Las cláusulas sociales y medioambientales están presentes en toda la ley, como consecuencia de la obligación de los órganos de contratación de velar porque el diseño de los criterios de adjudicación permita obtener obras, suministros y servicios de gran calidad, concretamente mediante la inclusión de aspectos cualitativos, medioambientales, sociales e innovadores vinculados al objeto del contrato.  De esta forma el precio dejará de ser el único criterio y la adjudicación de los contratos se realizará utilizando una pluralidad de criterios de adjudicación en base a la mejor relación calidad-precio.
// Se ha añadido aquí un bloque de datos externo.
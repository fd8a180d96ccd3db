//! netrack: network request tracker
//!
//! One binary for both sides of the shared store:
//!
//! - `run` / `filter`: interceptor (proxy listener, JSON-lines filter adapter)
//! - `list` / `show` / `delete` / `clear` / `watch`: viewer

mod config;

use crate::config::TrackerConfig;
use anyhow::{Context, Result};
use clap::{Parser, Subcommand};
use netrack_filter::FilterFlow;
use netrack_provider::{
    DataVerdict, FilterPipeline, LogNotifier, NullNotifier, PipelineDecision, ProxyProvider,
    TcpProxyListener, UserNotifier,
};
use netrack_store::{RecordId, RequestRecord, RequestStore};
use std::io::{self, BufRead, Write};
use std::path::PathBuf;
use std::sync::Arc;
use tracing::{info, warn};
use tracing_subscriber::{EnvFilter, FmtSubscriber};

// Use mimalloc as the global allocator for reduced memory fragmentation
#[global_allocator]
static GLOBAL: mimalloc::MiMalloc = mimalloc::MiMalloc;

/// Intercept outbound requests and keep a log of the ones matching a filter
#[derive(Parser)]
#[command(name = "netrack")]
#[command(version, about, long_about = None)]
struct Cli {
    #[command(subcommand)]
    command: Commands,

    /// Configuration file (TOML)
    #[arg(short, long, global = true, default_value = "netrack.toml")]
    config: PathBuf,

    /// Directory shared between interceptor and viewer
    #[arg(long, global = true, env = "NETRACK_GROUP_DIR")]
    group_dir: Option<PathBuf>,

    /// Hostname substring to log
    #[arg(long, global = true, env = "NETRACK_FILTER")]
    filter: Option<String>,
}

#[derive(Subcommand)]
enum Commands {
    /// Start the proxy listener and log matching requests (Ctrl-C stops)
    Run,

    /// Decide JSON flows read line by line from stdin
    Filter,

    /// List logged requests, newest first
    List {
        /// Print JSON instead of a table
        #[arg(long)]
        json: bool,
    },

    /// Show one logged request
    Show { id: RecordId },

    /// Delete one logged request
    Delete { id: RecordId },

    /// Delete every logged request
    Clear,

    /// Print the log again whenever it changes
    Watch,
}

fn main() -> Result<()> {
    let cli = Cli::parse();

    let mut config = TrackerConfig::load(&cli.config)
        .with_context(|| format!("Failed to load {}", cli.config.display()))?;
    config.apply_overrides(cli.filter, cli.group_dir);
    config.validate().context("Invalid configuration")?;

    // Logs go to stderr; stdout carries command output
    let env_filter = EnvFilter::try_from_default_env()
        .unwrap_or_else(|_| EnvFilter::new(&config.log_level));
    FmtSubscriber::builder()
        .with_env_filter(env_filter)
        .with_target(false)
        .with_writer(io::stderr)
        .compact()
        .init();

    let store = RequestStore::open(config.store_config())
        .with_context(|| format!("Failed to open store in {}", config.group_dir.display()))?;

    match cli.command {
        Commands::Run => run_proxy(&config, store),
        Commands::Filter => run_filter(&config, store),
        Commands::List { json } => list(&store, json),
        Commands::Show { id } => show(&store, &id),
        Commands::Delete { id } => delete(&store, &id),
        Commands::Clear => {
            let removed = store.delete_all()?;
            println!("Deleted {} request(s)", removed);
            Ok(())
        }
        Commands::Watch => watch(&config, &store),
    }
}

fn user_notifier(config: &TrackerConfig) -> Arc<dyn UserNotifier> {
    if config.notifications {
        Arc::new(LogNotifier)
    } else {
        Arc::new(NullNotifier)
    }
}

fn run_proxy(config: &TrackerConfig, store: RequestStore) -> Result<()> {
    let runtime = tokio::runtime::Builder::new_multi_thread()
        .enable_all()
        .thread_name("netrack-worker")
        .build()
        .context("Failed to start async runtime")?;

    runtime.block_on(async {
        let provider = Arc::new(ProxyProvider::new(
            config.proxy_provider_config(),
            config.classifier(),
            store.clone(),
        ));

        let mut started = Ok(());
        provider.start(|result| started = result);
        started.context("Failed to start proxy provider")?;

        let mut listener = TcpProxyListener::new(config.listener_config(), provider.clone());
        let addr = listener.bind().await?;
        info!("Logging requests matching '{}' via {}", config.filter, addr);

        let server = tokio::spawn(async move { listener.run().await });

        tokio::signal::ctrl_c()
            .await
            .context("Failed to listen for Ctrl-C")?;
        info!("Shutting down");

        provider.stop(|| {});
        server.await.context("Listener task panicked")??;
        Ok::<_, anyhow::Error>(())
    })?;

    store.flush()?;
    Ok(())
}

fn run_filter(config: &TrackerConfig, store: RequestStore) -> Result<()> {
    let pipeline = FilterPipeline::new(config.classifier(), store, user_notifier(config));
    pipeline.start().context("Failed to start filter providers")?;

    let stdin = io::stdin();
    let mut stdout = io::stdout().lock();

    for line in stdin.lock().lines() {
        let line = line?;
        if line.trim().is_empty() {
            continue;
        }

        let decision = match serde_json::from_str::<FilterFlow>(&line) {
            Ok(flow) => pipeline.handle(&flow),
            Err(e) => {
                // Undecodable flows are let through
                warn!("Invalid flow: {}", e);
                PipelineDecision {
                    data: DataVerdict::Allow,
                    control: None,
                }
            }
        };

        serde_json::to_writer(&mut stdout, &decision)?;
        writeln!(stdout)?;
        stdout.flush()?;
    }

    pipeline.stop();
    let (decided, escalated) = pipeline.data().stats();
    let (_, logged, failed) = pipeline.control().stats();
    info!(
        "Filter done: {} flow(s), {} escalated, {} logged, {} failed",
        decided, escalated, logged, failed
    );
    Ok(())
}

fn print_record(record: &RequestRecord) {
    println!("{}  {}  {}  {}", record.id, record.display_date(), record.link, record.text);
}

fn list(store: &RequestStore, json: bool) -> Result<()> {
    let records = store.fetch_all()?;

    if json {
        println!("{}", serde_json::to_string_pretty(&records)?);
        return Ok(());
    }

    if records.is_empty() {
        println!("No requests logged");
    }
    for record in &records {
        print_record(record);
    }
    Ok(())
}

fn show(store: &RequestStore, id: &RecordId) -> Result<()> {
    let record = store
        .fetch_by_id(id)?
        .with_context(|| format!("No request with id {}", id))?;

    println!("id:    {}", record.id);
    println!("date:  {}", record.display_date());
    println!("link:  {}", record.link);
    println!("text:  {}", record.text);
    Ok(())
}

fn delete(store: &RequestStore, id: &RecordId) -> Result<()> {
    if store.delete(id)? {
        println!("Deleted {}", id);
    } else {
        println!("No request with id {}", id);
    }
    Ok(())
}

fn watch(config: &TrackerConfig, store: &RequestStore) -> Result<()> {
    let _watcher = store.watch(config.watch_interval())?;
    let changes = store.subscribe();

    info!("Watching {}", store.path().display());
    list(store, false)?;

    while changes.recv().is_some() {
        println!();
        list(store, false)?;
    }
    Ok(())
}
Valorando la calidad o valor intelectual en los contratos de servicios.

La ley obliga a trocear en lotes los contratos susceptibles de fraccionamiento para que las pymes puedan acceder a la contratación pública y las empresas de nueva creación no tienen que acreditar trabajos anteriores con la administración para poder acceder a ella, garantizando la posibilidad de rescindir los contratos por impago de salario a los trabajadores.

La nueva ley incluye dentro de su ámbito de aplicación a los partidos políticos, sindicatos y organizaciones empresariales, siempre que exista financiación pública mayoritaria. Pero, si leemos el Art. 11, se  excluyen aquellos contratos que tengan por objeto servicios relacionados con campañas políticas, quedando pues en una mera ilusión vacía de contenido práctico la pretendida sujeción de estos organismos a la normativa de contratación pública. La Directiva europea no distinguía esta excepción, obligando a incluir a partidos, sindicatos y asociaciones empresariales, siempre que la mayoría de su financiación proviniera de fuentes públicas a recurrir a procedimientos públicos para adjudicar los contratos.